Cutting to the chase : microfictions, empathy and the new sincerity

Title: Cutting to the chase : microfictions, empathy and the new sincerity
Author: Drąg, Wojciech
Source document: Brno studies in English. 2018, vol. 44, iss. 1, pp. [103]-118
  • ISSN
    0524-6881 (print)
    1805-0867 (online)
Type: Article
License: Not specified license

Notice: These citations are automatically created and might not follow citation rules properly.

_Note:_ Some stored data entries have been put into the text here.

//! Code quality rules: secrets and debug leftovers, layering, file size.

use crate::domain::{FileClass, Finding, RuleResult, StagedFile};

use super::imports::import_specifiers;
use super::{CheckInput, Checker, CheckerKind, Tally, Wording};

const JS_FAMILY: &[&str] = &["ts", "tsx", "js", "jsx", "mjs", "cjs"];

fn is_js_family(file: &StagedFile) -> bool {
    file.extension().is_some_and(|ext| JS_FAMILY.contains(&ext))
}

/// Rule 8: no hard-coded secrets (block), no debug leftovers (warn).
#[derive(Debug, Clone, Copy, Default)]
pub struct CodeQuality;

impl CodeQuality {
    pub fn new() -> Self {
        Self
    }
}

fn secret_kind(line: &str) -> Option<&'static str> {
    if static_regex!(r"AKIA[0-9A-Z]{16}").is_match(line) {
        return Some("AWS access key id");
    }
    if static_regex!(r"-----BEGIN (?:RSA |EC |OPENSSH |DSA )?PRIVATE KEY-----").is_match(line) {
        return Some("private key");
    }
    if static_regex!(
        r#"(?i)\b(?:password|passwd|secret|api[_-]?key|access[_-]?token|auth[_-]?token)\b["']?\s*[:=]\s*["'][^"'\s]{8,}["']"#
    )
    .is_match(line)
    {
        return Some("hard-coded credential");
    }
    None
}

impl Checker for CodeQuality {
    fn kind(&self) -> CheckerKind {
        CheckerKind::CodeQuality
    }

    fn check(&self, input: &CheckInput<'_>) -> RuleResult {
        let mut tally = Tally::default();

        for file in input.changeset.live_files() {
            let class = file.class();
            if !matches!(class, FileClass::Source | FileClass::Config | FileClass::Test) {
                continue;
            }
            let debug_scan = class == FileClass::Source && is_js_family(file);

            for added in &file.added_lines {
                if let Some(kind) = secret_kind(&added.text) {
                    tally.block(Finding::at_line(
                        &file.path,
                        added.line,
                        format!("{kind} committed in source"),
                    ));
                    continue;
                }
                if debug_scan {
                    if added.text.contains("console.log(") {
                        tally.warn(Finding::at_line(&file.path, added.line, "console.log left in code"));
                    } else if static_regex!(r"^\s*debugger\s*;?\s*$").is_match(&added.text) {
                        tally.warn(Finding::at_line(&file.path, added.line, "debugger statement"));
                    }
                }
            }
        }

        tally.finish(
            self.kind(),
            Wording {
                pass: "no secrets or debug leftovers in added code",
                block: "secrets found in staged changes",
                warn: "debug leftovers in staged changes",
                fix: "Move secrets to environment variables or a secret manager and remove debug statements"
                    .to_string(),
            },
        )
    }
}

const UI_SEGMENTS: &[&str] = &["components", "pages", "ui", "screens", "views"];
const DATA_SEGMENTS: &[&str] = &["db", "database", "repositories", "repository"];

fn is_ui_file(path: &str) -> bool {
    path.split('/').any(|segment| UI_SEGMENTS.contains(&segment))
}

fn is_data_layer_import(spec: &str) -> bool {
    let segments: Vec<&str> = spec.split('/').collect();
    segments.iter().any(|s| DATA_SEGMENTS.contains(s))
        || segments.windows(2).any(|w| w[0] == "models" && w[1] == "schema")
}

/// Rule 23: UI code must not reach into the data layer directly.
#[derive(Debug, Clone, Copy, Default)]
pub struct ArchitecturePatterns;

impl ArchitecturePatterns {
    pub fn new() -> Self {
        Self
    }
}

impl Checker for ArchitecturePatterns {
    fn kind(&self) -> CheckerKind {
        CheckerKind::ArchitecturePatterns
    }

    fn check(&self, input: &CheckInput<'_>) -> RuleResult {
        let mut tally = Tally::default();

        for file in input.changeset.live_files() {
            if file.class() != FileClass::Source || !is_js_family(file) || !is_ui_file(&file.path) {
                continue;
            }
            let Some(content) = file.content.as_deref() else {
                continue;
            };
            for (line, spec) in import_specifiers(content) {
                if is_data_layer_import(&spec) {
                    tally.warn(Finding::at_line(
                        &file.path,
                        line,
                        format!("UI module imports data layer '{spec}'"),
                    ));
                }
            }
        }

        tally.finish(
            self.kind(),
            Wording {
                pass: "layering respected",
                block: "layering violations",
                warn: "UI modules import the data layer directly",
                fix: "Route data access through a service or hook instead of importing the data layer from UI code"
                    .to_string(),
            },
        )
    }
}

const LOCK_FILES: &[&str] = &[
    "package-lock.json",
    "yarn.lock",
    "pnpm-lock.yaml",
    "Cargo.lock",
    "poetry.lock",
    "Gemfile.lock",
    "composer.lock",
    "pubspec.lock",
];

/// Rule 24: file size ceiling for non-test files.
///
/// More than `block_over` lines blocks; more than `warn_over` warns.
#[derive(Debug, Clone, Copy)]
pub struct FileSize {
    pub block_over: usize,
    pub warn_over: usize,
}

impl Default for FileSize {
    fn default() -> Self {
        Self {
            block_over: 700,
            warn_over: 600,
        }
    }
}

impl Checker for FileSize {
    fn kind(&self) -> CheckerKind {
        CheckerKind::FileSize
    }

    fn check(&self, input: &CheckInput<'_>) -> RuleResult {
        let mut tally = Tally::default();
        let mut oversized = Vec::new();

        for file in input.changeset.live_files() {
            if file.class() == FileClass::Test || LOCK_FILES.contains(&file.file_name()) {
                continue;
            }
            let Some(lines) = file.line_count() else {
                continue;
            };
            if lines > self.block_over {
                oversized.push(file.file_name().to_string());
                tally.block(Finding::at(
                    &file.path,
                    format!("{} has {} lines (limit {})", file.path, lines, self.block_over),
                ));
            } else if lines > self.warn_over {
                tally.warn(Finding::at(
                    &file.path,
                    format!(
                        "{} has {} lines (approaching limit {})",
                        file.path, lines, self.block_over
                    ),
                ));
            }
        }

        let block = format!("files exceed the {}-line limit", self.block_over);
        let warn = format!("files approach the {}-line limit", self.block_over);
        let fix = if oversized.is_empty() {
            format!(
                "Plan a split before files grow past {} lines",
                self.block_over
            )
        } else {
            format!(
                "Split {} into smaller modules of at most {} lines each",
                oversized.join(", "),
                self.block_over
            )
        };
        tally.finish(
            self.kind(),
            Wording {
                pass: "all staged files within size limits",
                block: &block,
                warn: &warn,
                fix,
            },
        )
    }
}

It has become a critical consensus that microfictions (or flash fictions) are particularly suited to the age of social media. In his attempt to theorise the genre, William Nelles (2012) allows for a wide range of narrative and thematic possibilities but maintains that, because of their radical brevity, flash fictions need to renounce characterisation, reader empathy and identification. The aim of this article is to demonstrate that the generic limitations specified by Nelles can be transcended. By examining a selection of microfictions by David Foster Wallace and Dave Eggers, the article argues that flash fictions can evoke projective empathy and become a successful vehicle for a "two-way conversation" between the author and the reader – in line with Adam Kelly's notion of the postironic new sincerity. Textual analysis of the stories is supplemented by the results of a reader-response survey conducted among the students and staff of the University of Wrocław.